Darden Restaurants Publishes 2012 Sustainability Report; Notes Strong Progress with ‘People, Planet, Plate’ Initiatives

Darden Restaurants has issued its second sustainability report noting it has made progress in all areas of sustainability across its more than 1,900 restaurants, 180,000 employees and global supply chain. Most notably, the company has exceeded its 2015 goal of reducing water consumption in each of its restaurants by 15 percent on aggregate and is more than half way toward meeting the same goal for reducing energy consumption in its restaurants.

“Water scarcity, declining fish stocks, health and wellness and developing future talent – these are just some of the issues shaping our operating environment, our communities and our business,” said Clarence Otis, chairman and CEO of Darden. “We recognize we have the responsibility to make a positive difference around a host of sustainability issues to drive the growth of our company while also creating social value.”

The report, organized around three core platforms – People, Planet, Plate – includes accomplishments such as:


  • Becoming the first full-service restaurant company named to the FORTUNE “100 Best Companies to Work For” list in 2011 and 2012. FORTUNE further recognized Darden as a “Diversity Champion,” ranking it among the top 20 employers on the list for diverse workforces.
  • Investing $130 million annually in employee training, professional development and diversity initiatives.
  • Distributing more than 56 million pounds of high-quality food to hunger-relief organizations through the Darden Harvest program that began in 2004.
  • Exceeding $60 million in charitable donations since 1995.
  • Launching the Darden Restaurants Community Grants program, awarding more than $1.7 million to nearly 900 nonprofit organizations across North America focused on access to postsecondary education, preservation of natural resources and hunger.


  • Reducing restaurant water usage by 17 percent on an aggregate basis between
    FY08-FY11, exceeding its 2015 goal of 15 percent reduction and conserving more than 1 billion gallons of water.
  • Reducing restaurant energy use between FY08-FY11, reaching more than half of its 2015 goal of 15 percent reduction.
  • Completing new green building prototypes for Red Lobster, Olive Garden and LongHorn Steakhouse, enabling all new restaurants to align with Leadership in Energy and Environmental Design (LEED) certification standards.
  • Achieving 100 percent recycling rate for discarded fry oil, which totaled 20 million gallons in FY11.
  • Tripling the number of Darden restaurants that take part in single-stream recycling of glass, plastics and aluminum.
  • Increasing Darden’s landfill diversion rate by 14 percent.
  • Receiving the Environmental Protection Agency’s ENERGY STAR certification at its Restaurant Support Center facility in Orlando, which is now generating 20% or more of its power from the 1.1-megawatt solar installation completed in December.

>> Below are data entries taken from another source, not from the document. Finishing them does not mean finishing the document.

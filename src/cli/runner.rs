use serde::Serialize;

use super::command::Command;
use super::util::require_path;
use crate::api;
use crate::config::Config;
use crate::errors::SignError;
use crate::signer::{Signer, Verification};

#[derive(Copy, Clone, Debug, Eq, PartialEq)]
pub enum OutputMode {
    Human,
    Plain,
    Json,
}

#[derive(Serialize)]
struct VerifyReport<'a> {
    input: String,
    #[serde(flatten)]
    verdict: &'a Verification,
}

pub fn run(signer: &dyn Signer, config: &Config, cmd: Command) -> Result<(), Box<dyn std::error::Error>> {
    run_with_format(signer, config, cmd, OutputMode::Human)
}

/// Execute `cmd`, printing the outcome in `mode`.
///
/// An `Invalid` verdict is returned as [`SignError::InvalidSignature`] after it has been
/// printed, so callers can map it to a distinct exit status.
pub fn run_with_format(
    signer: &dyn Signer,
    config: &Config,
    cmd: Command,
    mode: OutputMode,
) -> Result<(), Box<dyn std::error::Error>> {
    match cmd {
        Command::Init { public_key, secret_key, force } => {
            let pk = require_path(public_key, config.public_key.as_deref(), "public_key")?;
            let sk = require_path(secret_key, config.secret_key.as_deref(), "secret_key")?;
            api::init_keys(signer, &pk, &sk, force)?;
            match mode {
                OutputMode::Json => {
                    let json = serde_json::json!({"action":"init","public_key": pk.display().to_string(),"secret_key": sk.display().to_string()});
                    println!("{json}");
                }
                OutputMode::Plain => println!("{} {}", pk.display(), sk.display()),
                OutputMode::Human => println!("keys written public_key={} secret_key={}", pk.display(), sk.display()),
            }
            Ok(())
        }
        Command::Sign { input, output, secret_key } => {
            let input = require_path(input, None, "input")?;
            let output = require_path(output, None, "output")?;
            let sk = require_path(secret_key, config.secret_key.as_deref(), "secret_key")?;
            let report = api::sign_file(signer, config, &input, &output, &sk)?;
            match mode {
                OutputMode::Json => println!("{}", serde_json::to_string(&report)?),
                OutputMode::Plain => println!("signed {}", report.output),
                OutputMode::Human => println!(
                    "signed {} -> {} header_lines={} payload_bytes={}",
                    report.input, report.output, report.embed.header_lines, report.embed.payload_bytes
                ),
            }
            Ok(())
        }
        Command::Verify { input, public_key } => {
            let input = require_path(input, None, "input")?;
            let pk = require_path(public_key, config.public_key.as_deref(), "public_key")?;
            let verdict = api::verify_file(signer, config, &input, &pk)?;
            match mode {
                OutputMode::Json => {
                    let report = VerifyReport { input: input.display().to_string(), verdict: &verdict };
                    println!("{}", serde_json::to_string(&report)?);
                }
                OutputMode::Plain => println!("{}", if verdict.is_valid() { "valid" } else { "invalid" }),
                OutputMode::Human => match &verdict {
                    Verification::Valid => println!("signature valid: {}", input.display()),
                    Verification::Invalid { reason } => println!("signature INVALID: {} ({reason})", input.display()),
                },
            }
            match verdict {
                Verification::Valid => Ok(()),
                Verification::Invalid { reason } => Err(SignError::InvalidSignature(reason).into()),
            }
        }
        Command::Extract { input, clean_out, sig_out } => {
            let input = require_path(input, None, "input")?;
            let clean_out = require_path(clean_out, None, "clean_out")?;
            let sig_out = require_path(sig_out, None, "sig_out")?;
            api::extract_to(config, &input, &clean_out, &sig_out)?;
            match mode {
                OutputMode::Json => {
                    let json = serde_json::json!({"action":"extract","clean": clean_out.display().to_string(),"signature": sig_out.display().to_string()});
                    println!("{json}");
                }
                OutputMode::Plain => println!("{} {}", clean_out.display(), sig_out.display()),
                OutputMode::Human => println!("extracted clean={} signature={}", clean_out.display(), sig_out.display()),
            }
            Ok(())
        }
    }
}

  • Pledging to reduce its restaurants’ overall calorie and sodium footprints by 10 percent over the next five years and 20 percent over the next 10 years, the most comprehensive health-and-wellness commitment of any restaurant company to date.
  • Announcing a “Seafood Stewardship Policy,” advancing Darden’s commitment to support wild fisheries and aquaculture in order to help meet the growing demand for healthy, safe, secure and sustainable food supply while preserving and enhancing ecosystems.
  • Continuing Darden’s leadership approach to seafood stewardship with a commitment to Global Aquaculture Alliance (GAA) Best Aquaculture Practice (BAP) standards;
    100 percent of shrimp and 75 percent of tilapia meet GAA standards.
  • Reducing nearly 39 million miles of driving per year with continued use of Darden Direct, its best-in-class food-distribution system that reduces energy use in distribution by more efficiently routing trucks and increasing use of rail shipments.
  • Launching a Fishery Improvement Project (FIP) with Publix Super Markets and Sustainable Fisheries Partnership to rebuild grouper and snapper fisheries in the
    Gulf of Mexico.

The release of the 2012 sustainability report is one milestone in Darden’s sustainability journey. For example, at the recent Rio+20 conference, Darden was among a select group of companies that announced a four-step framework methodology to assign value to the world’s forests, freshwater and marine systems and ways to reduce risks caused by scarcities of natural resources.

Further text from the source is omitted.